The Rising

Can the EU behave with its own member states the way it just behaved with Ukraine? Can it recognise the need to respect human rights over there and also here within the EU?

Do you think that one day we will read the following from EU decision makers?  “Those responsible for grave human rights violations should be brought to justice (…)We call for (…) full respect of human rights and fundamental freedoms, (…) and for urgent independent investigations into Human Rights violations, notably through the Council of Europe International Advisory Panel”. This is what was published 5 days ago by the European Council about …. the situation in Ukraine.

If the Council is so keen on combatting human rights violations and on involving the Council of Europe in this external matter, then why, I wonder, doesn’t it look at what the Council of Europe is saying about human rights violations “IN” Europe?

Yes, you heard me! Last November the Council of Europe publicly stated that austerity measures in member states have violated the European Social Charter. “The economic crisis and austerity policies have clearly had a negative impact on social and economic rights across Europe. The increase in violations of the charter is increasingly linked to inadequate levels of social benefits – disproportionately affecting the poor, the unemployed, the elderly and the sick – and to unequal treatment of migrants under the guise of combating “benefit tourism”.

Why the double standards?

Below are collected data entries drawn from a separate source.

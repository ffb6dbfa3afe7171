//! Version and health check handlers.

use axum::Json;
use axum::extract::State;

use crate::dto::response::{ApiResponse, HealthResponse, VersionResponse};
use crate::state::AppState;

/// GET /api/version
pub async fn version() -> Json<VersionResponse> {
    Json(VersionResponse {
        version: env!("CARGO_PKG_VERSION").to_string(),
    })
}

/// GET /api/health
pub async fn health(State(state): State<AppState>) -> Json<ApiResponse<HealthResponse>> {
    let database = match tradepost_database::connection::health_check(&state.db_pool).await {
        Ok(true) => "connected",
        _ => "unavailable",
    };
    let storage = match state.images.health_check().await {
        Ok(true) => "available",
        _ => "unavailable",
    };
    let status = if database == "connected" && storage == "available" {
        "ok"
    } else {
        "degraded"
    };

    Json(ApiResponse::ok(HealthResponse {
        status: status.to_string(),
        version: env!("CARGO_PKG_VERSION").to_string(),
        database: database.to_string(),
        storage: storage.to_string(),
    }))
}
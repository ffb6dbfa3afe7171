//! Message entity model.

use chrono::{DateTime, Utc};
use serde::{Deserialize, Serialize};
use sqlx::FromRow;
use uuid::Uuid;

/// A message about a listing, sent from a buyer to its seller (or back).
#[derive(Debug, Clone, Serialize, Deserialize, FromRow)]
pub struct Message {
    /// Unique message identifier.
    pub id: Uuid,
    pub sender_id: Uuid,
    pub recipient_id: Uuid,
    /// The listing the conversation is about.
    pub listing_id: Uuid,
    pub subject: String,
    pub content: String,
    /// When the recipient opened the message.
    pub read_at: Option<DateTime<Utc>>,
    pub created_at: DateTime<Utc>,
}

impl Message {
    /// Whether the message is still unread.
    pub fn is_unread(&self) -> bool {
        self.read_at.is_none()
    }
}

/// Data required to insert a message.
#[derive(Debug, Clone)]
pub struct CreateMessage {
    pub sender_id: Uuid,
    pub recipient_id: Uuid,
    pub listing_id: Uuid,
    pub subject: String,
    pub content: String,
}

/// A message joined with the names needed to render an inbox row.
#[derive(Debug, Clone, Serialize, Deserialize, FromRow)]
pub struct MessageDetail {
    #[sqlx(flatten)]
    #[serde(flatten)]
    pub message: Message,
    pub listing_title: Option<String>,
    pub sender_first_name: Option<String>,
    pub sender_company_name: Option<String>,
    pub recipient_first_name: Option<String>,
    pub recipient_company_name: Option<String>,
}
//! Core type definitions used across the TradePost workspace.

pub mod pagination;
pub mod response;
pub mod sorting;

pub use pagination::{PageRequest, PageResponse};
pub use response::ApiErrorResponse;
pub use sorting::ListingSort;
//! Listing entity model and joined read models.

use chrono::{DateTime, Utc};
use serde::{Deserialize, Serialize};
use sqlx::FromRow;
use uuid::Uuid;

use super::status::ListingStatus;

/// An item offered for sale.
#[derive(Debug, Clone, Serialize, Deserialize, FromRow)]
pub struct Listing {
    /// Unique listing identifier.
    pub id: Uuid,
    /// Seller account.
    pub user_id: Uuid,
    pub title: String,
    pub description: String,
    /// Asking price in euros.
    pub price: f64,
    pub category_id: Option<Uuid>,
    pub condition_id: Option<Uuid>,
    pub location: String,
    /// Public URLs of the listing photos, in upload order.
    pub images: Vec<String>,
    pub status: ListingStatus,
    /// Soft-deleted by the seller.
    pub deleted_by_user: bool,
    pub deleted_at: Option<DateTime<Utc>>,
    pub deletion_reason: Option<String>,
    /// Hidden by a moderator.
    pub disabled_by_admin: bool,
    pub disabled_reason: Option<String>,
    /// Number of detail views by users other than the seller.
    pub view_count: i64,
    pub created_at: DateTime<Utc>,
    pub updated_at: DateTime<Utc>,
}

impl Listing {
    /// Whether the listing is visible to every signed-in user.
    pub fn is_publicly_visible(&self) -> bool {
        self.status == ListingStatus::Published && !self.disabled_by_admin && !self.deleted_by_user
    }

    /// Whether `user_id` owns the listing.
    pub fn is_owned_by(&self, user_id: Uuid) -> bool {
        self.user_id == user_id
    }
}

/// Data required to insert a listing. New listings start as drafts.
///
/// The id is chosen by the caller so photos can be stored before the row exists.
#[derive(Debug, Clone)]
pub struct CreateListing {
    pub id: Uuid,
    pub user_id: Uuid,
    pub title: String,
    pub description: String,
    pub price: f64,
    pub category_id: Uuid,
    pub condition_id: Uuid,
    pub location: String,
    /// Public URLs of the already stored photos.
    pub images: Vec<String>,
}

/// Editable listing fields.
#[derive(Debug, Clone)]
pub struct UpdateListing {
    pub title: String,
    pub description: String,
    pub price: f64,
    pub category_id: Uuid,
    pub condition_id: Uuid,
    pub location: String,
}

/// A listing joined with its catalog names and seller profile.
#[derive(Debug, Clone, Serialize, Deserialize, FromRow)]
pub struct ListingDetail {
    #[sqlx(flatten)]
    #[serde(flatten)]
    pub listing: Listing,
    pub category_name: Option<String>,
    pub condition_name: Option<String>,
    pub seller_first_name: Option<String>,
    pub seller_company_name: Option<String>,
    pub seller_verified: Option<bool>,
}

/// A seller's own listing as shown on the dashboard.
#[derive(Debug, Clone, Serialize, Deserialize, FromRow)]
pub struct OwnedListing {
    #[sqlx(flatten)]
    #[serde(flatten)]
    pub listing: Listing,
    pub category_name: Option<String>,
}

/// A listing as shown in the moderation console.
#[derive(Debug, Clone, Serialize, Deserialize, FromRow)]
pub struct AdminListing {
    #[sqlx(flatten)]
    #[serde(flatten)]
    pub listing: Listing,
    pub owner_company_name: Option<String>,
    pub owner_first_name: Option<String>,
}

The EU is fighting for human rights in Ukraine and that is welcomed by the people there. Because they perceive the EU as a human rights supporter, some of them rise to be part of it.  

I don’t know about you but I don’t feel the same support for the EU in the EU. Particularly in those countries under the “Troika” programme and in all the other member states handcuffed with the Pact for the Euro, the “Six Pack” and the “Two Pack”.

I’m just dreaming that the EU might have more support internally if it applied the same human rights standards across the board.

If the EU were to fight to protect the human rights of those people living within the EU then maybe things would be different. Perhaps then people in the EU would do the same as in Ukraine, they would rise for the EU and not against it.